* _Directions for this task_
How many lines below contain the word "expanded"? Reply solely with the number.

* * * * * * * * *

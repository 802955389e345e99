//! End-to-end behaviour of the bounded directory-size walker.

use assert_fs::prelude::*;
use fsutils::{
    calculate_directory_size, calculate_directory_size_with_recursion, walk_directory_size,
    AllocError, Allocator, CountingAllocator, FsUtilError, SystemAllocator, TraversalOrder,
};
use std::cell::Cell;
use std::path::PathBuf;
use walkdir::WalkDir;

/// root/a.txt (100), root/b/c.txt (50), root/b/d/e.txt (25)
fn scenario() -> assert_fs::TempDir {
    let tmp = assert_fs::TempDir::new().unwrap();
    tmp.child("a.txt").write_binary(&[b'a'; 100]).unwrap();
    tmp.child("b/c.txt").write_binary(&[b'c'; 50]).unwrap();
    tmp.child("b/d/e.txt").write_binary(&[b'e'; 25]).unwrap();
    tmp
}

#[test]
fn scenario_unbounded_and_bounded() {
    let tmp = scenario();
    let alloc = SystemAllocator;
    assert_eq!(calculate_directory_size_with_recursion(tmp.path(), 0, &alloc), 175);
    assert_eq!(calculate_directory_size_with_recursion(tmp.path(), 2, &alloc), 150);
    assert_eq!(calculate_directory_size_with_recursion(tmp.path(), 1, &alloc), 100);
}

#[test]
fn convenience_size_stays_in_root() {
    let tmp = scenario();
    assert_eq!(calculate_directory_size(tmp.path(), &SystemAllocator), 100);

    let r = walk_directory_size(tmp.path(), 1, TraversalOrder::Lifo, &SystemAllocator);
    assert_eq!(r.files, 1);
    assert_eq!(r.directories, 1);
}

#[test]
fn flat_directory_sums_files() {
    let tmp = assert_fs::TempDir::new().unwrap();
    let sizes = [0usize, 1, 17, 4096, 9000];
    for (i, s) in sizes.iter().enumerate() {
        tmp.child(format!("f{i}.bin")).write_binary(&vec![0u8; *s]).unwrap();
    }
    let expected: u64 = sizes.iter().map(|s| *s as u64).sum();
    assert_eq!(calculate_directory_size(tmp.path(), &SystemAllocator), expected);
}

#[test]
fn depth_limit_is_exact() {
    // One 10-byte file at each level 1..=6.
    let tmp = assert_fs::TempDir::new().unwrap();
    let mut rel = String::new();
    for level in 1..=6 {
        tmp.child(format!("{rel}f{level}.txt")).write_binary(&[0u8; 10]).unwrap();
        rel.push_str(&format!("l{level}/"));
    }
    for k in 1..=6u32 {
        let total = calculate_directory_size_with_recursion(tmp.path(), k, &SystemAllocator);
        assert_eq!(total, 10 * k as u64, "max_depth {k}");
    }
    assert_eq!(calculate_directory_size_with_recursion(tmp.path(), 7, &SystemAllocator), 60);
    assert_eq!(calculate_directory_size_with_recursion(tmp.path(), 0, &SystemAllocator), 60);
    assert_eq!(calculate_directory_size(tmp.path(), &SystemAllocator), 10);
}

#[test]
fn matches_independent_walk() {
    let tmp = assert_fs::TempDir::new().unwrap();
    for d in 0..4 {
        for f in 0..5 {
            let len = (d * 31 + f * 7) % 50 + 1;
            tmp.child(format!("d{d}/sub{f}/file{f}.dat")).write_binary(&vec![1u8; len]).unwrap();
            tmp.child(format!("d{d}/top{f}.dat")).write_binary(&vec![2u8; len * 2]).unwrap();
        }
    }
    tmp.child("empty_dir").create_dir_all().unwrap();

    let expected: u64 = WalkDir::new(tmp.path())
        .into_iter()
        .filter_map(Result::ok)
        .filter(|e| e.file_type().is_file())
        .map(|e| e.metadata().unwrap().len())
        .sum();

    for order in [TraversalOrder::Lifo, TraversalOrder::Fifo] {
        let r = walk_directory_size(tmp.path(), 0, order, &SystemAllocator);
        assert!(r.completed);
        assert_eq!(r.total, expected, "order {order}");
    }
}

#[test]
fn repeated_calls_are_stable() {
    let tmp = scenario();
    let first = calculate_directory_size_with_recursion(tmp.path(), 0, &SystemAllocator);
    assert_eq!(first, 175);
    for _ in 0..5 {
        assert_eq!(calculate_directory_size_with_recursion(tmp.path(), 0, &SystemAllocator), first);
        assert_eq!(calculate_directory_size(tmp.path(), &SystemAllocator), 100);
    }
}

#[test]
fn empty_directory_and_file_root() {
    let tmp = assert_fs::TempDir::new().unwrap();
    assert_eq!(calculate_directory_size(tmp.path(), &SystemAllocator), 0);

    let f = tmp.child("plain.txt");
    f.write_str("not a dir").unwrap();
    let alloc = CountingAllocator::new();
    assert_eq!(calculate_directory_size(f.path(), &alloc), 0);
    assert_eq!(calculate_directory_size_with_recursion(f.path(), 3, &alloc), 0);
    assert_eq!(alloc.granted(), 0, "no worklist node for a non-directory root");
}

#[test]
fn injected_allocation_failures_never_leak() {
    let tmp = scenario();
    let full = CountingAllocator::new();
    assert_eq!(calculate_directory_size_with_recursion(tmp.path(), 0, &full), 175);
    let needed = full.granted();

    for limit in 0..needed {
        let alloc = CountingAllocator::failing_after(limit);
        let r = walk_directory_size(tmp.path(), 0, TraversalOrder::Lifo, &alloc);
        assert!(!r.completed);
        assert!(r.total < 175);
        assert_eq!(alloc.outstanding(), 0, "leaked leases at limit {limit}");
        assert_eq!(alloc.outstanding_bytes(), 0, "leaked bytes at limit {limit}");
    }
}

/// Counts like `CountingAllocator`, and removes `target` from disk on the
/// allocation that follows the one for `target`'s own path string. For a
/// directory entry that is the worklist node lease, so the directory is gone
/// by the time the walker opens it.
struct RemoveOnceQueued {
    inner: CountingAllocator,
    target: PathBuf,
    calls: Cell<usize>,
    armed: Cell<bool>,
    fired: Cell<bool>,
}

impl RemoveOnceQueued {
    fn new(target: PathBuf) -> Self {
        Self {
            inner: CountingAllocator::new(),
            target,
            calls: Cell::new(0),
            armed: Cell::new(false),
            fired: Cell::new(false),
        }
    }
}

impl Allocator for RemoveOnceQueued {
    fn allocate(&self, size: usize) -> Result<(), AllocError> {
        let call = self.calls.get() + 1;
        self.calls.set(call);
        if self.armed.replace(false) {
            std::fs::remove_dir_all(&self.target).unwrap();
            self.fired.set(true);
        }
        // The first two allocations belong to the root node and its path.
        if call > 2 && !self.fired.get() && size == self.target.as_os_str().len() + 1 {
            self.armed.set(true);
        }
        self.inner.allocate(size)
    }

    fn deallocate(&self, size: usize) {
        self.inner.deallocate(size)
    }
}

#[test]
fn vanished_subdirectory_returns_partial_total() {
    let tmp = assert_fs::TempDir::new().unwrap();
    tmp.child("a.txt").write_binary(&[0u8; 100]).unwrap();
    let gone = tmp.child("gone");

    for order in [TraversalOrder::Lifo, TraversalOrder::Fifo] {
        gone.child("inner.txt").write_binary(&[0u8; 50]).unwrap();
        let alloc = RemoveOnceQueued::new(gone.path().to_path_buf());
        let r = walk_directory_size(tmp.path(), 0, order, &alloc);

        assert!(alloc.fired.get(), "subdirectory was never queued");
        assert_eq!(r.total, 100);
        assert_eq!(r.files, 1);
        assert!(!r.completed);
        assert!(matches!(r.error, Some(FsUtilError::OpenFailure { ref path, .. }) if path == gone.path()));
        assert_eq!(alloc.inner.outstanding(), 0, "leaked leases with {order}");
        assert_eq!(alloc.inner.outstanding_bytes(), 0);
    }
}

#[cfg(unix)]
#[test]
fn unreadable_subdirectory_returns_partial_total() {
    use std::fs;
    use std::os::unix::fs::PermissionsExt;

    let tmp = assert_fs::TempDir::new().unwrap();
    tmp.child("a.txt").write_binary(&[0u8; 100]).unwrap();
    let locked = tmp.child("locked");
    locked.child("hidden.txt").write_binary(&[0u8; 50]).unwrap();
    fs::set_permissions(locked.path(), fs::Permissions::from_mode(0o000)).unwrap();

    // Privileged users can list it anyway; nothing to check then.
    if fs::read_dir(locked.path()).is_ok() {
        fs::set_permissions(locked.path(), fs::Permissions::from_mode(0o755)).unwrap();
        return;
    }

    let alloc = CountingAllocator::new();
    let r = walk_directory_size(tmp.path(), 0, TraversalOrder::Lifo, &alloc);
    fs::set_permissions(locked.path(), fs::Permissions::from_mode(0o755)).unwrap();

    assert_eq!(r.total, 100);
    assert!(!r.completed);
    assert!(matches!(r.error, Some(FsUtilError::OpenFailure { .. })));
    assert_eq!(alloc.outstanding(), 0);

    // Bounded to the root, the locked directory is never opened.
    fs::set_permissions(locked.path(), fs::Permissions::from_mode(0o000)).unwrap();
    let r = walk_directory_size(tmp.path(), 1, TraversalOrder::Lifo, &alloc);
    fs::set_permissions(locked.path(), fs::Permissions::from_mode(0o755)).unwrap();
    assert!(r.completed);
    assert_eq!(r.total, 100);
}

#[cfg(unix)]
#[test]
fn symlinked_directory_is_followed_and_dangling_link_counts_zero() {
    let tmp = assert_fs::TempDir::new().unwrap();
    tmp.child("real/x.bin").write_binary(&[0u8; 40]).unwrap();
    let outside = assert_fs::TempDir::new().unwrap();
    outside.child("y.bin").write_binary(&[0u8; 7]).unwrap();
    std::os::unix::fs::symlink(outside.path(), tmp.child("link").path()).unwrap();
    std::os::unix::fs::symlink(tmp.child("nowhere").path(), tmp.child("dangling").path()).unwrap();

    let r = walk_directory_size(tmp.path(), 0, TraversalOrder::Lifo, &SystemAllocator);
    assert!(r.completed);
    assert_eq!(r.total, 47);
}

* * * * * * * * *

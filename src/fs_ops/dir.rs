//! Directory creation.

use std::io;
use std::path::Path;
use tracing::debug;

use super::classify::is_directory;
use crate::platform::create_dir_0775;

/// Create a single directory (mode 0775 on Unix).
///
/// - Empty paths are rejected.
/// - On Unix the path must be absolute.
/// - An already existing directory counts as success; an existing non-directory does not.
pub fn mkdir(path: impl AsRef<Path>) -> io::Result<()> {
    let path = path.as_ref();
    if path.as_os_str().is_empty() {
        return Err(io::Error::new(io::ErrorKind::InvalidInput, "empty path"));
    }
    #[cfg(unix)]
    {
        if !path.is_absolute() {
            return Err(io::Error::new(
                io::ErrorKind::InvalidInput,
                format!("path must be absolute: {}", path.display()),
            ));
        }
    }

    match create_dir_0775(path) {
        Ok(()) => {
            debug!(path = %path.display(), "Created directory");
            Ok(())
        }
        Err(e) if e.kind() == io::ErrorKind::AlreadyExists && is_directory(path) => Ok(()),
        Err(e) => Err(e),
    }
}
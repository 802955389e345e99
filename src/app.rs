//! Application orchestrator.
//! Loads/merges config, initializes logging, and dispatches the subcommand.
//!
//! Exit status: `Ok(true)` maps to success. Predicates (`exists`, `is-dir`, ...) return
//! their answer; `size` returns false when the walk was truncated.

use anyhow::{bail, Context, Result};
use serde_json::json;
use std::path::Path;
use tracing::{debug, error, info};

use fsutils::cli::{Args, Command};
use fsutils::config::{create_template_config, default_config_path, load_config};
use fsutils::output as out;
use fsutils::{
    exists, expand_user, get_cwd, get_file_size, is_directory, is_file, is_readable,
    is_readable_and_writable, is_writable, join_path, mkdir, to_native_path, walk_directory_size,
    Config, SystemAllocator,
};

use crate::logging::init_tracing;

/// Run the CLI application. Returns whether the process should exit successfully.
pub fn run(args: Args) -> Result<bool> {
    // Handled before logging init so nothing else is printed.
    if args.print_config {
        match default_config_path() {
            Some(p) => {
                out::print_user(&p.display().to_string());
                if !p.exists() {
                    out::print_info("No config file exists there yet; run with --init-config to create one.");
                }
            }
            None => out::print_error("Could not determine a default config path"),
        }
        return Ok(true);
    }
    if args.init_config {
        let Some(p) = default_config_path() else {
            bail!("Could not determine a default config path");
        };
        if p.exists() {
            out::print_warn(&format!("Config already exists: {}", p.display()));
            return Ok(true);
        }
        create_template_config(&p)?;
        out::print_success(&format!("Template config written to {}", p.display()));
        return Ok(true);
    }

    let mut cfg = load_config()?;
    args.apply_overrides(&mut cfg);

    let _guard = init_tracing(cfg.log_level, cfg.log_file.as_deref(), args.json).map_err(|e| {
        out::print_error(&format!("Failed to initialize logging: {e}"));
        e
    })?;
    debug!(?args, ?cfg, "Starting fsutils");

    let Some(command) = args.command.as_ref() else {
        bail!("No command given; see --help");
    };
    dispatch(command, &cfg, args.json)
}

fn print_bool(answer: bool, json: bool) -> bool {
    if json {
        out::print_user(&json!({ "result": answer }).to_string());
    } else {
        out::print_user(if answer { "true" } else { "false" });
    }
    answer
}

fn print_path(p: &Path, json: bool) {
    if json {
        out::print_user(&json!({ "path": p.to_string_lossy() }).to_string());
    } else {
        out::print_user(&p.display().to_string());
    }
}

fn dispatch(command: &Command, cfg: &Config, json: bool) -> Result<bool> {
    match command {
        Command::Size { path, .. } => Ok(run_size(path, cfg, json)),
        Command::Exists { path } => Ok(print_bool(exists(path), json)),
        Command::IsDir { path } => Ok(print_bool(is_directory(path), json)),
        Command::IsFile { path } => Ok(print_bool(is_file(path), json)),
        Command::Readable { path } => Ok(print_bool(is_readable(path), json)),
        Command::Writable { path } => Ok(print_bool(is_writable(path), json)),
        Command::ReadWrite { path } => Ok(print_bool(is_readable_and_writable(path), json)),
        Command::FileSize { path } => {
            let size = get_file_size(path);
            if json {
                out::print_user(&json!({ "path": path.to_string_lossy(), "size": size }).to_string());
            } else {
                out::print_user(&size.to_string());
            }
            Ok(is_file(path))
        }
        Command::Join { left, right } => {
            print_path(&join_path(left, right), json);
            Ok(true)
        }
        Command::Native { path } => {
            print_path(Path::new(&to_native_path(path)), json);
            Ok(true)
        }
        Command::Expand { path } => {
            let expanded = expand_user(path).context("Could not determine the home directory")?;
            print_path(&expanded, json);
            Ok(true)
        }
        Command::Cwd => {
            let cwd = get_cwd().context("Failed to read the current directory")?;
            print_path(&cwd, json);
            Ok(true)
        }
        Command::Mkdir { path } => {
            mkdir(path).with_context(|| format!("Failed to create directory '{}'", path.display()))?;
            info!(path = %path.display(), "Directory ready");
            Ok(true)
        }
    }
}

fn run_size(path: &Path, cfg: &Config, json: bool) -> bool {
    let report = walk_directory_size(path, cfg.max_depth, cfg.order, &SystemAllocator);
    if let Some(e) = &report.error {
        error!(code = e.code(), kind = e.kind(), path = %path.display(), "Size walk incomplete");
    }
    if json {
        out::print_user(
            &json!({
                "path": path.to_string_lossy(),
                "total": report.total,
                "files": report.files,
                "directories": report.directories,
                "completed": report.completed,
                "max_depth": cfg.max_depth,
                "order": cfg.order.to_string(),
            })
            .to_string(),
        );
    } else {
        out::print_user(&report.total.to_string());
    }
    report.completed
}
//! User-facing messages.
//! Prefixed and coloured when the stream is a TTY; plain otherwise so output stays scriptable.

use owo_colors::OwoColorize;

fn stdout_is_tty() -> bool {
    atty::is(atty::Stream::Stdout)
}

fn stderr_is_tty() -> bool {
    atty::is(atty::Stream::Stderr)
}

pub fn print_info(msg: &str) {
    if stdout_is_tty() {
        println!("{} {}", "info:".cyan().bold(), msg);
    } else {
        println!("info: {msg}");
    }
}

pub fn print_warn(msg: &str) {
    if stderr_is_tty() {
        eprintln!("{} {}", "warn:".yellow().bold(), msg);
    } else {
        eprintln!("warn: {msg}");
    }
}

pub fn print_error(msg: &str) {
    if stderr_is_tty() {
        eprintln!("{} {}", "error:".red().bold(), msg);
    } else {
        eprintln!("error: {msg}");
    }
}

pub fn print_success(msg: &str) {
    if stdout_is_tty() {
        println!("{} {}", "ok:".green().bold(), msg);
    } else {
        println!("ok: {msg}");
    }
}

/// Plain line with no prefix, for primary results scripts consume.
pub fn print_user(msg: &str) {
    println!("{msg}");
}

* * * * * * * * *

* _Response box_
2